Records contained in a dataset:
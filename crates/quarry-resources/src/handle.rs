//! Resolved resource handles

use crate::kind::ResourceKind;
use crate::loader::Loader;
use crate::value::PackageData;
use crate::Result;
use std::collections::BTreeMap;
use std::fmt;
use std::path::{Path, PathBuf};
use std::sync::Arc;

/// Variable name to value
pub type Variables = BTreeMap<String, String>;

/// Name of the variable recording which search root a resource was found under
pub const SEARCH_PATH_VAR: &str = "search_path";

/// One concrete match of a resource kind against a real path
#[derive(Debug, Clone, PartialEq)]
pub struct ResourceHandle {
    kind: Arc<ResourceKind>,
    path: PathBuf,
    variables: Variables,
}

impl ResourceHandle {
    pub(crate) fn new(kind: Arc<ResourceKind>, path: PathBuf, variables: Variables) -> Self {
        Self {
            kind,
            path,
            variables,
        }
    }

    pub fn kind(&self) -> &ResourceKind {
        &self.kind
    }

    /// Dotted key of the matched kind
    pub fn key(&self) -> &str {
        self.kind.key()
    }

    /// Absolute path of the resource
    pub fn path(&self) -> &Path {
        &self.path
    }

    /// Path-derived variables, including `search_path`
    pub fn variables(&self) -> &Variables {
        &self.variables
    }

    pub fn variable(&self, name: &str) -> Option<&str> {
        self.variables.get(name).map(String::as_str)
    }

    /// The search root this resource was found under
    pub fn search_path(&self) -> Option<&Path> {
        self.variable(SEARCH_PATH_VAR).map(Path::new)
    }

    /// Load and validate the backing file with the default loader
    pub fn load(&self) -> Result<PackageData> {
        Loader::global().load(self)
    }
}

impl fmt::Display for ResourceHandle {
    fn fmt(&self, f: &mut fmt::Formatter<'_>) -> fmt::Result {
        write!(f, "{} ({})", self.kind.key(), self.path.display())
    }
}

#### REQUIREMENT:
Your answer should consist solely of the lines above from the line with "PathBuf, variables: Variables)" to the line with "pub fn variables(&self)", both included, reproduced exactly.

#### PROBLEM SOLUTION:
    pub(crate) fn new(kind: Arc<ResourceKind>, path: PathBuf, variables: Variables) -> Self {
        Self {
            kind,
            path,
            variables,
        }
    }

    pub fn kind(&self) -> &ResourceKind {
        &self.kind
    }

    /// Dotted key of the matched kind
    pub fn key(&self) -> &str {
        self.kind.key()
    }

    /// Absolute path of the resource
    pub fn path(&self) -> &Path {
        &self.path
    }

    /// Path-derived variables, including `search_path`
    pub fn variables(&self) -> &Variables {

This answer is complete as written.